Hayat

DÜNYAYA ÇAĞIRANLAR

Cenab-ı Hak şu dünyamızı kâinatın kalbi ve bir nevi merkezi gibi yaratmıştır. Çünkü muhtelif ayetlerinde onu semâvata denk tutarak, dünyayı bir kefeye  semayı diğer kefeye koymaktadır.

Dünya, Esma-i Hüsnanın nihayetsiz tecellilerine mazhar, nakışlarına vesile, âhiret âlemlerine bir tarla, ebedi manzaraların çekildiği bir mekân, cin ve insanların işlediği amellerin zapt edildiği bir imtihan salonu ve nihayetsiz olan İlâhi san’atların yaratıldığı muhteşem bir sanat galerisi gibi, sonsuz maksatların gerçekleştirildiği bir meydandır. Dünyanın dışındaki gezegenlerde bu maksatlar takip edilmemiştir. Kâinatın Efendisi sevgili Peygamberimiz (asm) buruda yaratılmış ve cin ve insanların imtihanları sadece bu dünyada yapılmaktadır. Dünya imtihanı da, her kes için yalnız bir defaya mahsus olarak gerçekleşmektedir. İkinci bir deneme söz konusu değildir.

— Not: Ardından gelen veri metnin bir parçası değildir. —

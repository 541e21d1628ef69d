use std::sync::atomic::{AtomicBool, Ordering};
use std::sync::Arc;

use tracing::{debug, info};

use crate::{
    error::{Result, VideoError},
    ocr::OcrEngine,
    output::TelemetrySink,
    progress::ProgressReporter,
    telemetry::FrameTelemetryBuilder,
    video::FrameSource,
};

/// Inclusive range of frame indices to process
#[derive(Debug, Clone, Copy, PartialEq, Eq)]
pub struct FrameRange {
    pub start: u64,
    /// `None` runs until the source is exhausted
    pub end: Option<u64>,
}

impl FrameRange {
    pub fn new(start: u64, end: Option<u64>) -> Self {
        Self { start, end }
    }

    /// Everything from the first frame
    pub fn all() -> Self {
        Self { start: 0, end: None }
    }

    /// Convert `-ss` / `-to` seconds into frame indices at the source rate
    pub fn from_times(start: Option<f64>, end: Option<f64>, fps: f64) -> Self {
        let to_frame = |seconds: f64| (seconds * fps).floor().max(0.0) as u64;
        Self {
            start: start.map(to_frame).unwrap_or(0),
            end: end.map(to_frame),
        }
    }

    /// Reject a start at or past the end of a `total`-frame source, or an end before the start
    pub fn validate(&self, total: u64) -> Result<()> {
        if self.start >= total {
            return Err(VideoError::StartBeyondEnd { start: self.start, total }.into());
        }
        if let Some(end) = self.end {
            if end < self.start {
                return Err(VideoError::InvalidRange { start: self.start, end }.into());
            }
        }
        Ok(())
    }
}

/// Outcome of one run
#[derive(Debug, Clone, Default, PartialEq)]
pub struct RunSummary {
    pub frames_processed: u64,
    pub last_frame: Option<u64>,
    pub liftoff_frame: Option<u64>,
    /// The source ran out before the end of the range
    pub exhausted: bool,
    /// A stop request ended the run between frames
    pub stopped_early: bool,
}

/// Drives frames through the builder strictly in order, one at a time
pub struct TimelineDriver<E: OcrEngine> {
    builder: FrameTelemetryBuilder<E>,
    stop: Option<Arc<AtomicBool>>,
}

impl<E: OcrEngine> TimelineDriver<E> {
    pub fn new(builder: FrameTelemetryBuilder<E>) -> Self {
        Self { builder, stop: None }
    }

    /// Flag checked between frames; setting it ends the run after the current frame
    pub fn with_stop_flag(mut self, stop: Arc<AtomicBool>) -> Self {
        self.stop = Some(stop);
        self
    }

    fn stop_requested(&self) -> bool {
        self.stop
            .as_ref()
            .map(|flag| flag.load(Ordering::SeqCst))
            .unwrap_or(false)
    }

    /// Process `range` from `source`, forwarding every record to `sink`
    ///
    /// The sink is finished when the run ends normally (end of range, end of
    /// stream or stop request); on error it is left as is.
    pub fn run(
        &mut self,
        source: &mut dyn FrameSource,
        range: FrameRange,
        sink: &mut dyn TelemetrySink,
        progress: &mut dyn ProgressReporter,
    ) -> Result<RunSummary> {
        if !source.is_open() {
            return Err(VideoError::OpenFailed {
                path: "frame source".to_string(),
                reason: "source is not open".to_string(),
            }
            .into());
        }

        let metadata = source.metadata();
        let total = metadata.frame_count;
        range.validate(total)?;

        info!(
            "Processing frames {}..={} of {} ({}x{}, {:.1}s)",
            range.start,
            range.end.map(|e| e.to_string()).unwrap_or_else(|| "end".to_string()),
            total,
            metadata.width,
            metadata.height,
            metadata.duration()
        );

        source.seek(range.start)?;

        let mut summary = RunSummary::default();
        let mut frame_index = range.start;

        loop {
            if range.end.is_some_and(|end| frame_index > end) {
                break;
            }
            if self.stop_requested() {
                info!("Stop requested, ending run before frame {}", frame_index);
                summary.stopped_early = true;
                break;
            }

            let Some(frame) = source.read_next()? else {
                debug!("Frame source exhausted at frame {}", frame_index);
                summary.exhausted = true;
                break;
            };

            let record = self.builder.build(frame_index, &frame)?;
            sink.write_record(&record)?;
            progress.report(&record);

            summary.frames_processed += 1;
            summary.last_frame = Some(frame_index);
            frame_index += 1;
        }

        progress.finish();
        sink.finish()?;

        summary.liftoff_frame = self.builder.liftoff_state().liftoff_frame();
        info!(
            "Processed {} frames (liftoff: {})",
            summary.frames_processed,
            summary
                .liftoff_frame
                .map(|f| format!("frame {}", f))
                .unwrap_or_else(|| "not detected".to_string())
        );
        Ok(summary)
    }
}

Cenab- Hak bir ayetinde “Bu dünya hayatı bir oyun ve oyalanmadan başka bir şey değildir.”buyurmaktadır. “Mallarınız ve canlarınız sizin için bir imtihandır.”ayeti de hayatın iç yüzünü nazara vermektedir. Yaratılışın gayesi Allah’ı tanımak ve Ona iman ile ibadet etmek olduğunu bilen samimi müminler, imtihandan geçtiğini bilir, hayatını boş hayaller ve eğlenceler ile bir oyalanma içinde geçirmezler. Çünkü hayat çok kısa  ve yapılacak işler pek çok ve ebedi hayatın saadet tarafı buradan kazanılacaktır.

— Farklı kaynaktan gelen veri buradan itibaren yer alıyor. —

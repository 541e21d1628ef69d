use thiserror::Error;

/// Main error type for the overlay telemetry extractor
#[derive(Error, Debug)]
pub enum TelemetryError {
    #[error("Video source error: {0}")]
    Video(#[from] VideoError),

    #[error("OCR engine error: {0}")]
    Ocr(#[from] OcrError),

    #[error("Configuration error: {0}")]
    Config(#[from] ConfigError),

    #[error("Time code error: {0}")]
    TimeCode(#[from] TimeCodeError),

    #[error("Output error: {0}")]
    Output(#[from] OutputError),

    #[error("IO error: {0}")]
    Io(#[from] std::io::Error),

    #[error("Generic error: {0}")]
    Generic(String),
}

/// Frame source errors
#[derive(Error, Debug)]
pub enum VideoError {
    #[error("Failed to open video source: {path} ({reason})")]
    OpenFailed { path: String, reason: String },

    #[error("Video decoding failed: {reason}")]
    DecodingFailed { reason: String },

    #[error("Seek to frame {frame} failed: {reason}")]
    SeekFailed { frame: u64, reason: String },

    #[error("Start frame {start} is beyond the end of the video ({total} frames)")]
    StartBeyondEnd { start: u64, total: u64 },

    #[error("Invalid frame range: start frame {start} is after end frame {end}")]
    InvalidRange { start: u64, end: u64 },
}

/// OCR engine errors
#[derive(Error, Debug)]
pub enum OcrError {
    #[error("Could not initialize OCR engine: {reason}")]
    InitFailed { reason: String },

    #[error("OCR invocation failed: {reason}")]
    RecognitionFailed { reason: String },
}

/// Configuration errors
#[derive(Error, Debug)]
pub enum ConfigError {
    #[error("Failed to parse configuration file: {path}")]
    ParseFailed { path: String },

    #[error("Invalid configuration value: {key} = {value}")]
    InvalidValue { key: String, value: String },

    #[error("Configuration file not found: {path}")]
    FileNotFound { path: String },

    #[error("Region '{region}' ({x},{y} {width}x{height}) lies outside the {frame_width}x{frame_height} frame")]
    RegionOutOfBounds {
        region: String,
        x: u32,
        y: u32,
        width: u32,
        height: u32,
        frame_width: u32,
        frame_height: u32,
    },
}

/// Time code parsing errors
#[derive(Error, Debug, PartialEq)]
pub enum TimeCodeError {
    #[error("Invalid time code '{input}': expected [[HH:]MM:]SS[.ms]")]
    InvalidFormat { input: String },
}

/// Output artifact errors
#[derive(Error, Debug)]
pub enum OutputError {
    #[error("Failed to create output file: {path}")]
    CreateFailed { path: String },

    #[error("Failed to serialize record for frame {frame}: {reason}")]
    SerializeFailed { frame: u64, reason: String },

    #[error("Output already finalized")]
    AlreadyFinished,
}

/// Convenience type alias for Results using TelemetryError
pub type Result<T> = std::result::Result<T, TelemetryError>;

impl TelemetryError {
    /// Create a generic error with a custom message
    pub fn generic<S: Into<String>>(message: S) -> Self {
        Self::Generic(message.into())
    }

    /// Process exit code for this error
    ///
    /// An unreadable video or an OCR engine that cannot start is an abnormal
    /// termination (`-1`); every other failure is a plain usage/configuration
    /// error (`1`).
    pub fn exit_code(&self) -> i32 {
        match self {
            Self::Video(VideoError::OpenFailed { .. }) => -1,
            Self::Ocr(OcrError::InitFailed { .. }) => -1,
            _ => 1,
        }
    }

    /// Get a user-friendly error message
    pub fn user_message(&self) -> String {
        match self {
            Self::Video(VideoError::OpenFailed { path, .. }) => {
                format!("Error: Could not open video file '{}'.", path)
            }
            Self::Video(VideoError::StartBeyondEnd { start, total }) => {
                format!(
                    "Error: Start time (frame {}) is beyond the video duration ({} frames).",
                    start, total
                )
            }
            Self::Ocr(OcrError::InitFailed { reason }) => {
                format!("Could not initialize Tesseract OCR: {}", reason)
            }
            Self::Config(ConfigError::FileNotFound { path }) => {
                format!("Configuration file '{}' not found.", path)
            }
            _ => self.to_string(),
        }
    }
}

“Dünya sevgisi bütün hataların başıdır.”hadisini açıklayan Bediüzzaman Hazretleri, dünyanın üç yüzü olduğunu belirtmektedir. Birincisi, İlâhi isimlere aynalık yapan güzel yüzü. İkincisi, âhirete tarlalık yapan bereketli yüzü. Üçüncüsü ise, insanların nefsani ve şehvani arzularına hitap eden ve ehl-i dünyanın oyalandıkları yüz. Evvelki iki yüzü sevmek Allah’ı ve âhireti sevmeye vesile olduğu halde, üçüncü yüzü Allah’ı unutturan ve âhireti yok sayıp oraya çalışmaya engel olan çirkin yüzdür. Hadis-i şerifin lânetlediği ve kötülediği yüz, dünyanın üçüncü yüzüdür. Mal, mülk, para, makam, mevki ve şöhret gibi şeyler, eğer mahiyeti bilinmezse insanı baştan çıkarır, aklını başından uçurur ve âhiret hayatının mahvına sebep olur. Dünyanın üçüncü yüzünde bunlardan başka daha bir çok cazip şeyler ve fantaziyeler vardır ki, onlar insanı mıknatıs gibi kendine çeker ve insanın ulvî duygularını aşağı düşürerek, melekler derecesinden hayvanların da altındaki derekelere sürükler.

Mahiyeti bahsi geçen hakikatler çerçevesinde olan dünyanın bu cazibedar yüzüne ekser insanlar çağırmaktadır. Başka sebepler de vardır. Bunları nazara veren Bediüzzaman der ki : “Evet, insanı dünyaya çağıran ve sevk eden esbap (sebepler) çoktur. Başta nefis ve hevası ve ihtiyaç ve havassı, duyguları ve şeytanı ve dünyanın suri tatlılığı ve senin gibi kötü arkadaşları gibi çok dâileri (çağıranları) var. Hâlbuki bâki olan âhirete ve uzun hayat-ı ebediyeye davet eden azdır. Eğer sende zerre miktar bu millete karşı hamiyet varsa ve uluvv-i himmetten dem vurduğun yalan olmazsa, hayat-ı bâkiyeye davet eden azlara imdat etmek lâzım gelir. Yoksa, o az dâileri susturup çoklara yardım etsen, şeytana arkadaş olursun.” (Lem’alar s. 304) Cenab-ı Hak, dünyaya çağıran kötü insanların şerrinden hepimizi korusun, inşaallah.